I had never been able to explain, to the people in my life in the US, what the Cuban Revolution was like or what my experience living in Cuba during the early years of the Revolution as a teenager and young adult was like, much less how it was to come out gay there. I attended all of high school and college in Havana, and came of age in a country, a historical period, utterly different from life in the United States. Writing and illustrating this memoir was the solution to my desire to convey at long last this strange and amazing experience of life on another planet.
- Why did you choose to tell this story in color?
Cuba is a land of intense color, impossible for me to imagine in anything but full color. I also set out to use color as a visual stand-in for music and sometimes emotions. Thus to life in the USA, before moving to Cuba, I gave a muted palette intended to evoke the period of my childhood in the US during the 1950s. The long, difficult wait in Mexico before getting to Cuba, I rendered in a limited palette of blues and greys, and the times of terror in Cuba, when homophobic repression touched my life and of others I knew, in reds and orange.
- What was the writing process like?
- First I created an annotated chronological timeline of the events, places and characters that I felt played a role in the story.
- Guided by that timeline I wrote a running narrative of what would roughly be the whole book, subject to many changes, omissions and additions along the way.
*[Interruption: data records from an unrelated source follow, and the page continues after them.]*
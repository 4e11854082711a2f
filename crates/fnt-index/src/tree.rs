//! Index B+tree over a resident root and overflow INDX blocks.
//!
//! Nodes are held in an arena: the root is a plain vector of entries and
//! every overflow block is cached by VCN. Child pointers are VCN lookups into
//! that cache, loaded from the index-allocation attribute on first use.
//!
//! ## Node rules
//!
//! - Entries ascend by collation order and end in exactly one End entry.
//! - A node that outgrows its space is split: the root moves everything into
//!   one fresh block (depose), any other node hands its low half to a new
//!   block and promotes the middle entry to its parent (divide).
//! - Removal of an internal entry swaps in the largest leaf entry of its
//!   left subtree. Children reduced to a lone End entry are lifted into the
//!   parent; an End entry left without a child inherits its neighbour's.
//! - Underflow is tolerated. Siblings are never merged.
//!
//! ## Atomicity
//!
//! Public mutators stage changes in the cache and write them back only when
//! the whole operation succeeds. On failure the cache is dropped, blocks
//! allocated by the operation are returned to the block bitmap, and the tree
//! reloads from storage.

use crate::collation::{Collator, UpperCase};
use crate::config::IndexConfig;
use crate::host::IndexHost;
use fnt_alloc::BitVector;
use fnt_block::ByteStore;
use fnt_error::{FntError, Result};
use fnt_extent::{AttributeStream, Volume};
use fnt_ondisk::{
    IndexEntry, IndexRootHeader, decode_index_block, decode_index_root, encode_index_block,
    encode_index_root, entries_size,
};
use fnt_types::u64_to_usize;
use std::cmp::Ordering;
use std::collections::{BTreeSet, HashMap};
use tracing::{debug, trace, warn};

/// Upper bound on blocks per index.
const MAX_INDEX_BLOCKS: u64 = 0xFFFF_FFFF;

/// Deeper trees than this are treated as a cycle on disk.
const MAX_DEPTH: usize = 64;

#[derive(Debug, Clone, Copy, PartialEq, Eq, PartialOrd, Ord, Hash)]
pub enum NodeId {
    Root,
    Block(u64),
}

impl NodeId {
    fn cluster(self) -> u64 {
        match self {
            Self::Root => 0,
            Self::Block(vcn) => vcn,
        }
    }
}

#[derive(Debug)]
struct Overflow {
    bitmap: BitVector,
    alloc: AttributeStream,
}

enum Removal {
    Missing,
    Removed(Option<IndexEntry>),
}

#[derive(Debug)]
pub struct IndexTree {
    config: IndexConfig,
    collator: Collator,
    root_header: IndexRootHeader,
    root_store: Box<dyn ByteStore>,
    host: Box<dyn IndexHost>,
    root: Vec<IndexEntry>,
    blocks: HashMap<u64, Vec<IndexEntry>>,
    overflow: Option<Overflow>,
    dirty: BTreeSet<NodeId>,
    /// Blocks allocated by the operation in flight.
    fresh: Vec<u64>,
    /// Blocks released by the operation in flight; bits clear on commit.
    released: Vec<u64>,
    usn: u16,
    unit_bytes: u64,
    units_per_block: u64,
    /// Entry count, once a walk has established it.
    count: Option<usize>,
}
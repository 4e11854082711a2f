#![forbid(unsafe_code)]
//! On-disk encodings for NTFS-style run lists and index nodes.
//!
//! Pure codec crate: no I/O, no side effects. Decoders take byte slices and
//! return typed structures or a [`fnt_types::ParseError`]; encoders produce
//! bit-exact bytes.

pub mod index;
pub mod runs;

pub use index::{
    ENTRY_FLAG_END, ENTRY_FLAG_HAS_CHILD, INDEX_ENTRY_HEADER_SIZE, INDEX_HEADER_SIZE,
    INDEX_ROOT_HEADER_SIZE, IndexBlockHeader, IndexEntry, IndexHeader, IndexRootHeader,
    apply_fixups, decode_index_block, decode_index_root, encode_index_block, encode_index_root,
    entries_size, indx_entry_capacity, indx_layout, parse_entries, protect_fixups, write_node,
};
pub use runs::{RawRun, decode_runs, encode_runs, encoded_len};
While crafting this narrative, I mined many letters, diaries, and photographs from that past, and consulted photographs that I commissioned as references from friends in Havana, drawings I had made in Cuba at the time, letters from my family. I had a trove of materials that I had brought from Cuba in 1972-- vinyl records, posters, books, magazines, political pamphlets, school papers, calendars... all very useful to transport my mind back into that time and place.
- The key, and for me, most important and difficult part of the whole process happened now: translating this textual narrative into a visual narrative. This involved creating first rough thumbnail page-by-page sketches of panels and art and then more detailed storyboards of the panels, art and speech balloons for texts.